Project 5 / Face Detection with a Sliding Window

1. My implementation

1.1 Basic functions

  1. positive and random negative features extration
  2. SVM training
  3. multi-scale detector

1.2 Extra/graduate functions

  1. Logistic regression classifer
  2. hard-negative mining

1.3 Quick performance preview

Similar as the expection provided in the bottom of proj5.m, my implementation would have 27-35% accuracy with single layer/cell size 6/SVM classifer. ~85%, with multiscale detector. ~92% with hog cell_size 3. Hard-negative mining might cause complicated effect. Logistic regression would decrease 10% accuracy, which actually make sense.

2. Some implementation details

2.1 get_positive_features

The code basically loads the provided images, with RGB/grayscale check, transfers them to single type, and then feeds them to vl_hog with provided cell_size parameter to get features.

2.2 get_random_negative_features

Similar to get_positive_features just with two differences. The first one is the function would first sample the provided negative images(after converted to hog representation) with replacement based on the provided number of negative features needed.The second one is the function would randomly select a hog patch as negagive feature according to the provided template_size parameter.

2.3 SVM

First, pool the positive and negative features together and generate corresponding +1/-1 label vector. Then feed the features and labels to vl_svmtrain function. Different regularizer were tested and choose 0.00001 since it would produce zero false negative and false positive samples in the following classifier testing block.

2.4 Logistic regression

Logistic regression is also one kind of classical classifier. Basically, based on its objective function, my implementation would calculate the gradients based on current parameters and update the parameters according to their gradients. Since the data set is large, I implemented the mini-batch stochastic gradiet descent version, which first divide the samples into small batchs with size 100.Each time, it would updata the gradients based on the current one small batch. After all samples are calculated, the algorithm would iterate from the begining, and finally the algorithm should iterate 100 times of all samples. So the total number of descent steps is about (16000 / 100) * 100.Training time would be ~20 seconds for 16713 samples with 1116 dimension features.

2.5 run_detector

Baseline: for each provided image, the code will convert it to HOG version, then iterate the hog representation with a window size of template_size/cell_size number. For each window, it will calculate the corresponding confidence and compare it to threshold.If the windows is acceptable, the code will calculate the corresponding coordinates of the window in the original image, and add all these information to cur_bboxes, cur_confidences, etc.

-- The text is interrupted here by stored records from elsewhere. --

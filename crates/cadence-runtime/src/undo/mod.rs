#![forbid(unsafe_code)]

//! Undo/redo history for observable values.
//!
//! A [`CommitHistory`] keeps two stacks of [`HistoryRecord`]s over a source
//! [`Observable`](cadence_core::Observable). Records are pushed by commits:
//!
//! | Constructor | Commits on |
//! |-------------|------------|
//! | [`CommitHistory::manual`] | explicit [`commit`](CommitHistory::commit) only |
//! | [`CommitHistory::tracked`] | every source change |
//! | [`CommitHistory::debounced`] | the end of each burst of changes |
//! | [`CommitHistory::throttled`] | the first change, then at most once per window |
//!
//! Undo and redo write snapshots back into the source. The watching variants
//! mark those writes with a one-shot ignore flag so they are never committed
//! again. Undo, redo, clear and reset also discard a commit still waiting on
//! the gate.

mod history;
mod record;

pub use history::{CommitHistory, CommitTrigger};
pub use record::{HistoryOptions, HistoryRecord};
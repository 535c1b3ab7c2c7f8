#![forbid(unsafe_code)]

//! E2E tests for sequential task queues.
//!
//! Validates that:
//! 1. Mixed results are recorded per task and the queue finishes.
//! 2. Tasks start strictly one after another.
//! 3. Cancelling mid-run leaves unstarted tasks pending.

use std::cell::RefCell;
use std::rc::Rc;

use cadence::prelude::*;
use futures::channel::oneshot;
use futures::executor::LocalPool;

#[test]
fn mixed_results_are_recorded_in_order() {
    let mut pool = LocalPool::new();
    let errors = Rc::new(RefCell::new(Vec::new()));
    let finished = Rc::new(RefCell::new(false));
    let (e, f) = (Rc::clone(&errors), Rc::clone(&finished));

    let queue = AsyncQueue::spawn_with(
        vec![
            task(|| async { Ok::<i32, String>(1) }),
            task(|| async { Err("x".to_string()) }),
            task(|| async { Ok(3) }),
        ],
        cadence_runtime::task_queue::QueueOptions::default()
            .on_error(move |i, err: &String| e.borrow_mut().push((i, err.clone())))
            .on_finished(move || *f.borrow_mut() = true),
        &pool.spawner(),
    )
    .unwrap();
    pool.run_until_stalled();

    let results = queue.result().get();
    assert_eq!(results[0], TaskResult::Fulfilled(1));
    assert_eq!(results[1].error().map(String::as_str), Some("x"));
    assert_eq!(results[2].value(), Some(&3));
    assert_eq!(queue.active_index().get(), 3);
    assert!(queue.is_finished().get());
    assert!(*finished.borrow());
    assert_eq!(*errors.borrow(), vec![(1, "x".to_string())]);
}

#[test]
fn tasks_run_one_at_a_time() {
    let mut pool = LocalPool::new();
    let (tx1, rx1) = oneshot::channel::<i32>();
    let started = Rc::new(RefCell::new(Vec::new()));
    let (s1, s2) = (Rc::clone(&started), Rc::clone(&started));

    let queue = AsyncQueue::spawn(
        vec![
            task(move || async move {
                s1.borrow_mut().push(0);
                rx1.await.map_err(|_| "dropped")
            }),
            task(move || async move {
                s2.borrow_mut().push(1);
                Ok(2)
            }),
        ],
        &pool.spawner(),
    )
    .unwrap();

    pool.run_until_stalled();
    assert_eq!(*started.borrow(), vec![0]);
    assert_eq!(queue.active_index().get(), 0);
    assert!(queue.result().get()[1].is_pending());

    tx1.send(1).unwrap();
    pool.run_until_stalled();
    assert_eq!(*started.borrow(), vec![0, 1]);
    assert_eq!(
        queue.result().get(),
        vec![TaskResult::Fulfilled(1), TaskResult::Fulfilled(2)]
    );
}

#[test]
fn cancel_stops_the_queue() {
    let mut pool = LocalPool::new();
    let (_tx, rx) = oneshot::channel::<i32>();
    let queue = AsyncQueue::spawn(
        vec![
            task(|| async { Ok::<i32, &str>(1) }),
            task(move || async move { rx.await.map_err(|_| "dropped") }),
            task(|| async { Ok(3) }),
        ],
        &pool.spawner(),
    )
    .unwrap();
    pool.run_until_stalled();
    assert_eq!(queue.active_index().get(), 1);

    queue.cancel();
    pool.run_until_stalled();
    assert!(queue.is_cancelled());
    assert!(!queue.is_finished().get());
    let results = queue.result().get();
    assert!(results[0].is_fulfilled());
    assert!(results[1].is_pending());
    assert!(results[2].is_pending());
}
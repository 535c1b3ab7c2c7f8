//! Logging shim.
//!
//! With the `tracing` feature the macros forward to `tracing`; without it they
//! compile to nothing, so the core crate stays dependency-free by default.

#[cfg(feature = "tracing")]
pub(crate) use tracing::{debug, trace};

#[cfg(not(feature = "tracing"))]
macro_rules! trace {
    ($($arg:tt)*) => {};
}

#[cfg(not(feature = "tracing"))]
macro_rules! debug {
    ($($arg:tt)*) => {};
}

#[cfg(not(feature = "tracing"))]
pub(crate) use {debug, trace};
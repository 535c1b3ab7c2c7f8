//! Property-based invariant tests for debounce and throttle gates.
//!
//! 1. A debounced burst emits exactly once, with the last value.
//! 2. Cancelling a debounced burst emits nothing.
//! 3. Throttled emissions are at least one window apart.
//! 4. Throttled emission count is bounded by `D / W + 2` for a burst of span
//!    `D`, which is `ceil(D / W) + 1` whenever `D` is not a multiple of `W`.
//! 5. The first throttled emission is immediate and the last carries the last
//!    value.
//! 6. The debounced projection settles on the source's final value.

use std::cell::RefCell;
use std::rc::Rc;

use cadence_core::{Observable, Scheduler};
use cadence_runtime::rate_limit::{Debouncer, Throttler, debounced, throttled};
use proptest::prelude::*;
use web_time::{Duration, Instant};

// ── Helpers ──────────────────────────────────────────────────────────

fn ms(n: u64) -> Duration {
    Duration::from_millis(n)
}

/// Gaps (ms) between consecutive calls; the first call happens at t = 0.
fn arb_gaps(max_gap: u64) -> impl Strategy<Value = Vec<u64>> {
    proptest::collection::vec(0..=max_gap, 0..40)
}

// ═════════════════════════════════════════════════════════════════════════
// 1–2. Debounce
// ═════════════════════════════════════════════════════════════════════════

proptest! {
    #[test]
    fn debounce_burst_emits_once(window in 1u64..100, gaps in arb_gaps(99)) {
        let gaps: Vec<u64> = gaps.into_iter().map(|g| g.min(window - 1)).collect();
        let (sched, _lab) = Scheduler::lab();
        let out = Rc::new(RefCell::new(Vec::new()));
        let sink = Rc::clone(&out);
        let gate = Debouncer::new(&sched, ms(window), move |v: usize| sink.borrow_mut().push(v));

        gate.call(0);
        for (i, gap) in gaps.iter().enumerate() {
            sched.advance(ms(*gap));
            gate.call(i + 1);
        }
        prop_assert!(out.borrow().is_empty());
        prop_assert!(gate.is_pending());

        sched.advance(ms(window));
        prop_assert_eq!(&*out.borrow(), &vec![gaps.len()]);
        prop_assert!(!gate.is_pending());
        prop_assert_eq!(sched.pending(), 0);
    }

    #[test]
    fn cancelled_debounce_emits_nothing(window in 1u64..100, gaps in arb_gaps(50)) {
        let (sched, _lab) = Scheduler::lab();
        let count = Rc::new(RefCell::new(0usize));
        let sink = Rc::clone(&count);
        let gate = Debouncer::new(&sched, ms(window), move |_: u8| *sink.borrow_mut() += 1);

        let gaps: Vec<u64> = gaps.into_iter().map(|g| g.min(window - 1)).collect();
        gate.call(0);
        for gap in &gaps {
            sched.advance(ms(*gap));
            gate.call(1);
        }
        gate.cancel();
        sched.advance(ms(window * 4));
        prop_assert_eq!(*count.borrow(), 0);
    }
}

// ═════════════════════════════════════════════════════════════════════════
// 3–5. Throttle
// ═════════════════════════════════════════════════════════════════════════

proptest! {
    #[test]
    fn throttle_spacing_and_bound(window in 1u64..60, gaps in arb_gaps(120)) {
        let (sched, _lab) = Scheduler::lab();
        let start = sched.now();
        let emitted: Rc<RefCell<Vec<(Instant, usize)>>> = Rc::new(RefCell::new(Vec::new()));
        let sink = Rc::clone(&emitted);
        let clock = sched.clock();
        let gate = Throttler::new(&sched, ms(window), move |v: usize| {
            sink.borrow_mut().push((clock.now(), v));
        });

        gate.call(0);
        prop_assert_eq!(emitted.borrow().len(), 1);
        prop_assert_eq!(emitted.borrow()[0].0, start);

        for (i, gap) in gaps.iter().enumerate() {
            sched.advance(ms(*gap));
            gate.call(i + 1);
        }
        let span: u64 = gaps.iter().sum();
        sched.advance(ms(window * 2));

        let emitted = emitted.borrow();
        for pair in emitted.windows(2) {
            prop_assert!(pair[1].0.duration_since(pair[0].0) >= ms(window));
        }
        prop_assert!(emitted.len() as u64 <= span / window + 2);
        prop_assert_eq!(emitted.last().map(|(_, v)| *v), Some(gaps.len()));
        prop_assert!(!gate.is_cooling());
    }
}

// ═════════════════════════════════════════════════════════════════════════
// 6. Projections over observables
// ═════════════════════════════════════════════════════════════════════════

proptest! {
    #[test]
    fn projections_settle_on_final_value(
        window in 1u64..50,
        steps in proptest::collection::vec((0u64..80, any::<i16>()), 1..30),
    ) {
        let (sched, _lab) = Scheduler::lab();
        let source = Observable::new(0i16);
        let deb = debounced(&source, ms(window), &sched);
        let thr = throttled(&source, ms(window), &sched);

        for (gap, value) in &steps {
            sched.advance(ms(*gap));
            source.set(*value);
        }
        sched.advance(ms(window * 2));

        prop_assert_eq!(deb.get(), source.get());
        prop_assert_eq!(thr.get(), source.get());
        prop_assert!(!deb.is_pending());
        prop_assert!(!thr.is_pending());
    }
}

Multiscale: the code also provide a parameter called num_scale, which is the number of scales the code should should calculate. If it is larger than 1, for each scale, the algorithm would resize the image using imresize with bilinear option. The down-sampling ratio could be specified by parameter down_sampling_ratio;

Hard-negative mining: before entering detection of the test image, the implementation would first perform hard-negative mining to check the hard negative samples. The algorith would sample using the above get_random_negative_features to extrat features from a non-face path, then detect whether the predicted labels are positive. For those with positive predicted labels, add them to the previous generated and pooled all features. Considering computational complexity, here I the get_random_negative_features function to extract the negative features rather than using the very fine multi-scale sliding window implementation. Considering that when cell_size is small, feature dimension largely increases which incrase the models VC dimension and would cause over-fitting. So I test a large regularizer 0.01 whereas the previous one is 0.00001. As expected, the performence improved.

3. Performance evaluation

Here I tested a series of implementations.

Discussion:
both multiscale and small cell size are crucial to precision. Interestingly, before implementing multiscale, the improvement of fine cell_size is very limited. It suggests that sometimes combining different methods, or runing certain methods on different platforms might get substantial improvement.

I am not very superise that the logistic regression implementation does not perform very well. Before the emergence of deep learning, the beautiful SVM large margin classifier and ensemble methods, especially, Boosting are the dominating algortihms that have super high accuracies. Generally, a logistic classifier with 10% accuracy less than SVM is reasonable

Hard negative mining caused negative effect for the SVM version but did give some improvement of the Logistic regression version. This also is another example of the importance of platform when testing a certain algorithm.